WHAT YOU SHOULD DO> Copy each line below in which the string "ShardId" occurs.
DATA FOR PROCESSING Start Marker
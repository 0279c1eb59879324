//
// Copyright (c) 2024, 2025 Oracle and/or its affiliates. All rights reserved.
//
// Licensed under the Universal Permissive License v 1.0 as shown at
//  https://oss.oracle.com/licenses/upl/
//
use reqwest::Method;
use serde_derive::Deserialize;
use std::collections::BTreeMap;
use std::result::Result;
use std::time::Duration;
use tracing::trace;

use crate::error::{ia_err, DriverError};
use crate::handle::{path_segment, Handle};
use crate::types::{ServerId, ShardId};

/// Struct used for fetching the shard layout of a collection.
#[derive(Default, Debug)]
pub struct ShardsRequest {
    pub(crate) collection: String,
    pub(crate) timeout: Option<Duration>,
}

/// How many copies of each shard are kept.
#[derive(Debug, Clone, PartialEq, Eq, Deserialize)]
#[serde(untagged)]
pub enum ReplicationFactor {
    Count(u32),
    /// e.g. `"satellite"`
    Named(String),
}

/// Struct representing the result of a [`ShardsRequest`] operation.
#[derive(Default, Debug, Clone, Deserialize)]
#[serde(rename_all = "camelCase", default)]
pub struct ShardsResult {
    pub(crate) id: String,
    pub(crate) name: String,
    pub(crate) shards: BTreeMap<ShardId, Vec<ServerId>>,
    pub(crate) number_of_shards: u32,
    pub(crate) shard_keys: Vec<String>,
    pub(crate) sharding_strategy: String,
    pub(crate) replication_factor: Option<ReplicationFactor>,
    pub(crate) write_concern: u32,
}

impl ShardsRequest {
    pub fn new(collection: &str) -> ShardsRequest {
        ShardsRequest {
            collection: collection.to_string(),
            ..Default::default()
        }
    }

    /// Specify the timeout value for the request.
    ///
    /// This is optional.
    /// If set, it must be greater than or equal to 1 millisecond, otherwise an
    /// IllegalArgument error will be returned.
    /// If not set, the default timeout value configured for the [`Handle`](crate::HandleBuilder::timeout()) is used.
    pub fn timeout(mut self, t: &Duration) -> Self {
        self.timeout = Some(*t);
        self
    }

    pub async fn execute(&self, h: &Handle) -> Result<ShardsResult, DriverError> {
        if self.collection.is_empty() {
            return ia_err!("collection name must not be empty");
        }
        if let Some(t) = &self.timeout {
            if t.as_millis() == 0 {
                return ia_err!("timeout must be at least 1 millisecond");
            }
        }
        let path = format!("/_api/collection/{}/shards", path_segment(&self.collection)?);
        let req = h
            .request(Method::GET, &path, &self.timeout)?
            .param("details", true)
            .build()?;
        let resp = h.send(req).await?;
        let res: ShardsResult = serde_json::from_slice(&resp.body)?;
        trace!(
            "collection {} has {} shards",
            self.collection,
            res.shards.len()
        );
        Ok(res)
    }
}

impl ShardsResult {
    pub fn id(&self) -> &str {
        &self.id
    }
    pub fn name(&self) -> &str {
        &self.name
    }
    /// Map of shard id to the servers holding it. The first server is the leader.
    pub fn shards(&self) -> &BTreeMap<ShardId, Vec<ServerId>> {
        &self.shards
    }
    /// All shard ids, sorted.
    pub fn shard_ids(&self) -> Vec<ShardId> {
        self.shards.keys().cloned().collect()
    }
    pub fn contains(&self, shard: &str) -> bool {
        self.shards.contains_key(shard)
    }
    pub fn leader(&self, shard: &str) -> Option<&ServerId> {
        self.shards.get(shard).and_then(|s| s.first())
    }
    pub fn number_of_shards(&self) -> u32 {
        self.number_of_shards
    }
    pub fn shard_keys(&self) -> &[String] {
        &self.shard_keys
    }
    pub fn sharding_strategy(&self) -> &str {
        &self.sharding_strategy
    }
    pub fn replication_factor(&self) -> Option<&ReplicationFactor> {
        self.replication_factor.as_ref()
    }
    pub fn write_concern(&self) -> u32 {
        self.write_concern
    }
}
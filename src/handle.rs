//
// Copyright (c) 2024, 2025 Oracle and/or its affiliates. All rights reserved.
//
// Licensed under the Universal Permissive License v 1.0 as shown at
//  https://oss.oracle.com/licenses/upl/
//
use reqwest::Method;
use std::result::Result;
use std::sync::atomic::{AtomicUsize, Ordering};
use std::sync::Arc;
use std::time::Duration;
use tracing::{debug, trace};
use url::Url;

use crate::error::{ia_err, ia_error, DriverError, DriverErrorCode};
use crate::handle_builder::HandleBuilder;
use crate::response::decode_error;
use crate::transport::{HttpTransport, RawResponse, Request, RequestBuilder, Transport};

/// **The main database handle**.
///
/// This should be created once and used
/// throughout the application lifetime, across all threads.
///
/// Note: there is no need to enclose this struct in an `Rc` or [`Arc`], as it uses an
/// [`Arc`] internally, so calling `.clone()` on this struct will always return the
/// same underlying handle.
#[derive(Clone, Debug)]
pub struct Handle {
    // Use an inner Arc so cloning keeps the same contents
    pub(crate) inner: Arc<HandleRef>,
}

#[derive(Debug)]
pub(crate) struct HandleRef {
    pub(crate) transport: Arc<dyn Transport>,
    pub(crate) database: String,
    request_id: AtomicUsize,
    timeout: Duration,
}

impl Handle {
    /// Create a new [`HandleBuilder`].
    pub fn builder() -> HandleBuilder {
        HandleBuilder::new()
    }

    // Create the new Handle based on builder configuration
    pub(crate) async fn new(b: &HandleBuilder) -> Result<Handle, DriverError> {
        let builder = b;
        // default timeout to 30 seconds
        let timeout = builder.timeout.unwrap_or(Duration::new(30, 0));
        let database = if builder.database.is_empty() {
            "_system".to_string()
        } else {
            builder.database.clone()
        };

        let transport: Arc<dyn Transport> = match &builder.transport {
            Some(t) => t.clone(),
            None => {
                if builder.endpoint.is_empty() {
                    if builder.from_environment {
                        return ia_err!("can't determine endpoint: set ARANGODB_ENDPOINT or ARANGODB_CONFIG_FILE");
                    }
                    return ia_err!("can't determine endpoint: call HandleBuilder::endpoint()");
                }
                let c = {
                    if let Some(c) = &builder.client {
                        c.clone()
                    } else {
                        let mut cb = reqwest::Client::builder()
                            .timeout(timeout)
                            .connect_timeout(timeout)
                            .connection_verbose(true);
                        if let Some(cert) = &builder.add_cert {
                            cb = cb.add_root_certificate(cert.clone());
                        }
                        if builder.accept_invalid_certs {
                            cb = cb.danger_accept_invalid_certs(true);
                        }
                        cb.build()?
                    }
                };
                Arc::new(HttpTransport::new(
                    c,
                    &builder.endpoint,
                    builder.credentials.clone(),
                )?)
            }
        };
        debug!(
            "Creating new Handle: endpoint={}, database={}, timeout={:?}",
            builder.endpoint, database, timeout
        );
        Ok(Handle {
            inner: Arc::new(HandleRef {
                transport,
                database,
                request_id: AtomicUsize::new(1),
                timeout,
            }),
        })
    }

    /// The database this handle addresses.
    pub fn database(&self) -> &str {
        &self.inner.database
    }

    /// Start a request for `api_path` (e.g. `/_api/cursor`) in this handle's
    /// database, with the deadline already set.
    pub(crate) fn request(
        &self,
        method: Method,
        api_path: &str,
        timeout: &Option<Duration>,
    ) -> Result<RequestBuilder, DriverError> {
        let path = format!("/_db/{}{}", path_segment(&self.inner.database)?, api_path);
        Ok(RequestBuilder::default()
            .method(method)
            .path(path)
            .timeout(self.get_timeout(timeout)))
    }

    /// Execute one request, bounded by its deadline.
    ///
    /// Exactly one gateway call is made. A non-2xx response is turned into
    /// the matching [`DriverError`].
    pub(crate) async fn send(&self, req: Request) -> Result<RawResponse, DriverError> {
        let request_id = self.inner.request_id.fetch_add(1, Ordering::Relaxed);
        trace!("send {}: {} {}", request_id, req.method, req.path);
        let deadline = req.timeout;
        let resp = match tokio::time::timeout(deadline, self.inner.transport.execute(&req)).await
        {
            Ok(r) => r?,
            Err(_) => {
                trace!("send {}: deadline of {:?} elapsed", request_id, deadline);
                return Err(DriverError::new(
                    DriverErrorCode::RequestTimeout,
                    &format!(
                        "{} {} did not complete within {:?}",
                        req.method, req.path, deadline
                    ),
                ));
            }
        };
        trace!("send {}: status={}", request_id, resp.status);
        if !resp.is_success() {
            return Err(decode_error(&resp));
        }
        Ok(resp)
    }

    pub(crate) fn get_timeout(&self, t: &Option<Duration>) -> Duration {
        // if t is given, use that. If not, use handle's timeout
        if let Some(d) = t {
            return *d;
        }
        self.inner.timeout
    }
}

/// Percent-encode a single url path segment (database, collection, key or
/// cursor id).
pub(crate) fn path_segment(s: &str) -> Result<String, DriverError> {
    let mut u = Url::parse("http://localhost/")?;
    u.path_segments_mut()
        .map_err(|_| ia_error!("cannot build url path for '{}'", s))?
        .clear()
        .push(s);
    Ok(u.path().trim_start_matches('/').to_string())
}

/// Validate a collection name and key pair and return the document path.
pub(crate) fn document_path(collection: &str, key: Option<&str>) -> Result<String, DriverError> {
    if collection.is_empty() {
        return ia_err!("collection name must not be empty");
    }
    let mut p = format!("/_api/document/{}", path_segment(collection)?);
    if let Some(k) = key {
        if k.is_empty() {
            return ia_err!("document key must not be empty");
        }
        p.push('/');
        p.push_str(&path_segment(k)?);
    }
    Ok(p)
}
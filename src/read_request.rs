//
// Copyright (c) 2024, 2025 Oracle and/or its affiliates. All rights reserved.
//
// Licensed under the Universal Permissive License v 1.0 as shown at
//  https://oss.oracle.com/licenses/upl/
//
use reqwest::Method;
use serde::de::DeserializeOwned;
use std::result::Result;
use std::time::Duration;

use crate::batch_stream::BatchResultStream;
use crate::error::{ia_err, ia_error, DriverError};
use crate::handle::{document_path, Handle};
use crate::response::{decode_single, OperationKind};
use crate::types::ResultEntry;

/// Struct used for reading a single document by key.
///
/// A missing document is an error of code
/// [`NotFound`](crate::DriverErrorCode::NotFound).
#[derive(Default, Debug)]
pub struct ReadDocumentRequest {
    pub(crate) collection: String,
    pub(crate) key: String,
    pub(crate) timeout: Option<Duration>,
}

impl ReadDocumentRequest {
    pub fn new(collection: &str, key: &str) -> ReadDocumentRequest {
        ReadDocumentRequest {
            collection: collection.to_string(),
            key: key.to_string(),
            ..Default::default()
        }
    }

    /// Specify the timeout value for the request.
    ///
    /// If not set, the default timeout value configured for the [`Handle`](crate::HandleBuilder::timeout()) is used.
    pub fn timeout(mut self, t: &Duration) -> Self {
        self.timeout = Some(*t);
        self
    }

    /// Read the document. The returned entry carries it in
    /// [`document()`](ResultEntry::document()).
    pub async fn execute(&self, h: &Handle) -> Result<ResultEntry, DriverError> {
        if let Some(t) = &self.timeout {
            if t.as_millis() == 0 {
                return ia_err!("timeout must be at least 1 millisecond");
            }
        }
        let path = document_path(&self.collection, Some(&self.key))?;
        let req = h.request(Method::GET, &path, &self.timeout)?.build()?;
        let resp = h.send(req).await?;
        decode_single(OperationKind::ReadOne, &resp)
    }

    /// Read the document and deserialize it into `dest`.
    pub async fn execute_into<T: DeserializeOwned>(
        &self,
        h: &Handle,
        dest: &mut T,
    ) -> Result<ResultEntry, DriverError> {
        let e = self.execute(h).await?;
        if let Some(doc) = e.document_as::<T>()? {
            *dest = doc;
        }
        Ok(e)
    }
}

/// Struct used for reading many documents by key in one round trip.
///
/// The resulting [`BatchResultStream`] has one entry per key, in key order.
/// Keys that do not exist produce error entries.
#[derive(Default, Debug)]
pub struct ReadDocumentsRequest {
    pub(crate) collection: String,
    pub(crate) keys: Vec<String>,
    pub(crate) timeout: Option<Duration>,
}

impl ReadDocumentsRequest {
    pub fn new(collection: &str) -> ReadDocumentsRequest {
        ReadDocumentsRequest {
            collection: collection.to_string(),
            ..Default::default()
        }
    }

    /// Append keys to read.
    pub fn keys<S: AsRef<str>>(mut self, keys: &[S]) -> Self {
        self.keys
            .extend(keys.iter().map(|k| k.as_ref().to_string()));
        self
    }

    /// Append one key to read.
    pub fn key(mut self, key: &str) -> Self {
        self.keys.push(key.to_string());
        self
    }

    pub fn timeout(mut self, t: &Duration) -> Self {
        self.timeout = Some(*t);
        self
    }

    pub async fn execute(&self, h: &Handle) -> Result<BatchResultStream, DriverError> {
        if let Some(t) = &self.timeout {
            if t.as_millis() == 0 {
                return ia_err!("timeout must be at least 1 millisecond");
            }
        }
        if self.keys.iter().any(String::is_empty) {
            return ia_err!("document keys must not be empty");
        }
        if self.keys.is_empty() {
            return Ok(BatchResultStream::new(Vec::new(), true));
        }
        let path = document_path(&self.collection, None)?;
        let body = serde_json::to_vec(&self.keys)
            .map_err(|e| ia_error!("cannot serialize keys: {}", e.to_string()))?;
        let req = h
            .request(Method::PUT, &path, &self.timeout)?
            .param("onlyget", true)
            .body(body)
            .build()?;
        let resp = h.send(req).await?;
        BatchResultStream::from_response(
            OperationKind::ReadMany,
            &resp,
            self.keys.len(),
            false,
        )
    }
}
DATA FOR PROCESSING End Marker
ANSWER SECTION>
use crate::types::{ServerId, ShardId};
    pub(crate) shards: BTreeMap<ShardId, Vec<ServerId>>,
    pub fn shards(&self) -> &BTreeMap<ShardId, Vec<ServerId>> {
    pub fn shard_ids(&self) -> Vec<ShardId> {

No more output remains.